Dataset entries:
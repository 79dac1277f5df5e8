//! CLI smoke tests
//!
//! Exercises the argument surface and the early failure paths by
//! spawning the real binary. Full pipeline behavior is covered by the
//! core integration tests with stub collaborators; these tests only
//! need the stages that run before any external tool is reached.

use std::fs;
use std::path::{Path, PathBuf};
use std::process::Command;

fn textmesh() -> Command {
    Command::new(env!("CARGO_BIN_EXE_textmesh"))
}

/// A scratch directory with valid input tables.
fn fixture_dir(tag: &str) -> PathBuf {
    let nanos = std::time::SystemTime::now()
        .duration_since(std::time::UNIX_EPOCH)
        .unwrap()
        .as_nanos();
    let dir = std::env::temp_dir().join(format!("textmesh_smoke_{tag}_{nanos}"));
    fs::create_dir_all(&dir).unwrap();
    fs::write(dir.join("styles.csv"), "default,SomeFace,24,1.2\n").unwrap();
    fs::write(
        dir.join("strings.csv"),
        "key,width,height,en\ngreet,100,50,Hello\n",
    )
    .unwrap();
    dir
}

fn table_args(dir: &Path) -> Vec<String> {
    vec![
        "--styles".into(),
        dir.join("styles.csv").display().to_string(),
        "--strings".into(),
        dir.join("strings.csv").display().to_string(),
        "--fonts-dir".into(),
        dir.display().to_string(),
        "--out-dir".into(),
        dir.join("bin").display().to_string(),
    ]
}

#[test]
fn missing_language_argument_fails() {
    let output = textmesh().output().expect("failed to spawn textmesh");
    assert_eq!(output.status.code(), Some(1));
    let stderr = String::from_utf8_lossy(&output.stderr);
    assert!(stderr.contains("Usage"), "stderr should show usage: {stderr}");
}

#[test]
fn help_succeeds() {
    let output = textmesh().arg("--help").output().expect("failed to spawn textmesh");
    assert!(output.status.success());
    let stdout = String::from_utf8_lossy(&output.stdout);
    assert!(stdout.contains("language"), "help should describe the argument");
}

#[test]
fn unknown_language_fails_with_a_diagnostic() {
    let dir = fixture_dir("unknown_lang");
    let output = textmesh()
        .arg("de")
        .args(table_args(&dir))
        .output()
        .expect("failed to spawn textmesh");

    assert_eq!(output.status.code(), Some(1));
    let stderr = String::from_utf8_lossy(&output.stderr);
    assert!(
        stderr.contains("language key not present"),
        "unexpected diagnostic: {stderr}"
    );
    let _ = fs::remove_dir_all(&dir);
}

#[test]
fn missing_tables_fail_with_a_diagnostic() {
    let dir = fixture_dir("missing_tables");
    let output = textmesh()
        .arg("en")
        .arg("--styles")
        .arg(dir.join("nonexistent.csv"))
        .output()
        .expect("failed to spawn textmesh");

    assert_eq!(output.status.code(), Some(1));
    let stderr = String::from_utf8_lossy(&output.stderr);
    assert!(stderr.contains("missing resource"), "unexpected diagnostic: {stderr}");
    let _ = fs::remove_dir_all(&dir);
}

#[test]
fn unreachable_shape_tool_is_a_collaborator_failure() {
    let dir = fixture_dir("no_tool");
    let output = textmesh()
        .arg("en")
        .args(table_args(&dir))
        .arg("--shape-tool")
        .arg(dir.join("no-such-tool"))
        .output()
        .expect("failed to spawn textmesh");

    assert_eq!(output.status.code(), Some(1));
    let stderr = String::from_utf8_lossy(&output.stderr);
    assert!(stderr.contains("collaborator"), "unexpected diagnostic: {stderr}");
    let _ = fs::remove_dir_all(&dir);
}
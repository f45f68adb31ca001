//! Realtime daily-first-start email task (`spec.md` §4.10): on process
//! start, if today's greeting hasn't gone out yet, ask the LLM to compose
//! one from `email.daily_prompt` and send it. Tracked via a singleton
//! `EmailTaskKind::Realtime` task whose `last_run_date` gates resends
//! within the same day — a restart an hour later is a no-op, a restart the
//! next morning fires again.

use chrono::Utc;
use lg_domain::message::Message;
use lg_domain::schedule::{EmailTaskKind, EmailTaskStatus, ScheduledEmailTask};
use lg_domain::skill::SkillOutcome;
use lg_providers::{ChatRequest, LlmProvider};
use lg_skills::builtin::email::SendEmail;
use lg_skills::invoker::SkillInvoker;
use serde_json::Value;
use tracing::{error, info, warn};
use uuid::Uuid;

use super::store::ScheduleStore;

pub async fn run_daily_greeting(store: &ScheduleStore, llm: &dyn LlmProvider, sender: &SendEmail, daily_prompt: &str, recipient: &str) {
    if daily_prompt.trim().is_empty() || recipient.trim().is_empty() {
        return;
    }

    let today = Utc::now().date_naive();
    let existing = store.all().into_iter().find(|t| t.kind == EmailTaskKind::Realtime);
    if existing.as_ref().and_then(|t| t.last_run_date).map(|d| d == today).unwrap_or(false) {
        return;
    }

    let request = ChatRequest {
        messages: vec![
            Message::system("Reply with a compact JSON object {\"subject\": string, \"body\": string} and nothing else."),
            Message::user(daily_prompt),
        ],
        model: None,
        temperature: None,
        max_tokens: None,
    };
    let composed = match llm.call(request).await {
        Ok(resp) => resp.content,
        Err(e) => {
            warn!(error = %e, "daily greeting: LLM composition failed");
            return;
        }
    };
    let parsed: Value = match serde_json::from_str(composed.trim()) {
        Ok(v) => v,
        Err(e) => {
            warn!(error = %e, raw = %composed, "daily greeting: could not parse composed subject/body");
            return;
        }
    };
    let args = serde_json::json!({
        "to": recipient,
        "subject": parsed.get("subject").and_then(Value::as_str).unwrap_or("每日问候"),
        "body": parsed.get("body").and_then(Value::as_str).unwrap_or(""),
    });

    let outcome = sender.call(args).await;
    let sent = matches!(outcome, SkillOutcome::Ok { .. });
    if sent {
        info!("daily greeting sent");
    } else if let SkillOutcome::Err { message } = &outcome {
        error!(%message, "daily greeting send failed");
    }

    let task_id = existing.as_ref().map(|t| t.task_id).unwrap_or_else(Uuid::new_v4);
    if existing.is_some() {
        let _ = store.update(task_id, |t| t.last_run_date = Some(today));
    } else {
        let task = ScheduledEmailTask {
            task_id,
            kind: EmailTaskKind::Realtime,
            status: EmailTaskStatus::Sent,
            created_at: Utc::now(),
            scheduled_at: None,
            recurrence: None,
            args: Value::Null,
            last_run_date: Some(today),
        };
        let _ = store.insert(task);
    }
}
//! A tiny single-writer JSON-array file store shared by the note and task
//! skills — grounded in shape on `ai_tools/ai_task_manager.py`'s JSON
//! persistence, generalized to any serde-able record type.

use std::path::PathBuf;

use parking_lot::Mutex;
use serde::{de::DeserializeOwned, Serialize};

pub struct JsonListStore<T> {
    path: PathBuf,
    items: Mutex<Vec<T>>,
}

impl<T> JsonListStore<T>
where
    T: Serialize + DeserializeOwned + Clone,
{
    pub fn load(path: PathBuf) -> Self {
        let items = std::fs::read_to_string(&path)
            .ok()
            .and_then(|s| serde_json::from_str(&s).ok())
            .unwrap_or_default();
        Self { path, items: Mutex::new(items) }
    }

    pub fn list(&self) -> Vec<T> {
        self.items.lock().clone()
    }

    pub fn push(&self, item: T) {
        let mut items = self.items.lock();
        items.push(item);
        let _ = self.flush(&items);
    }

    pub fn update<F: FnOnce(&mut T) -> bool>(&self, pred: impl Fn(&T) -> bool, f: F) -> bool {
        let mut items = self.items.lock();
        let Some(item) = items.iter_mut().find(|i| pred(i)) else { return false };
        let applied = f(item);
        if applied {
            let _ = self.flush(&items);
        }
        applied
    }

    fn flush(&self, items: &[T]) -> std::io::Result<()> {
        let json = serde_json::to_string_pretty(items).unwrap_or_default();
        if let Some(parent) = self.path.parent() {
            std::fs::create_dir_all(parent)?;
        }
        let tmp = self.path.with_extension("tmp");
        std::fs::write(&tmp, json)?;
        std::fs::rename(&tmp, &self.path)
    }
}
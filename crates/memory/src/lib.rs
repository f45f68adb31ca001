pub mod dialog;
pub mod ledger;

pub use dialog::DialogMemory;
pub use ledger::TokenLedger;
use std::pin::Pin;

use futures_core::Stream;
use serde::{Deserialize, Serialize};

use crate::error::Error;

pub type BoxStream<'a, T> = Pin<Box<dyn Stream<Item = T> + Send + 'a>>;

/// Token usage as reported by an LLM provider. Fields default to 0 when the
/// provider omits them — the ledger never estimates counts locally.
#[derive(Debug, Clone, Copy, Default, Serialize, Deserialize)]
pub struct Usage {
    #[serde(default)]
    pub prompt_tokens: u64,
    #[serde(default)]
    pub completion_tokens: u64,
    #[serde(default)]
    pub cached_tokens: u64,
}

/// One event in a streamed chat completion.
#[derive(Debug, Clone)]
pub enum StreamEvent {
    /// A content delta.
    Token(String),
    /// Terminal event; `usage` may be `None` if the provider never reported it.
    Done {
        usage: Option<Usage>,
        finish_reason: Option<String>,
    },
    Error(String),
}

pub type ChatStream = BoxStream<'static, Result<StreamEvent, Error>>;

What to work on:
Collect every line with the string "push" from the records, and copy each.

Response:
    pub fn push(&self, item: T) {
        items.push(item);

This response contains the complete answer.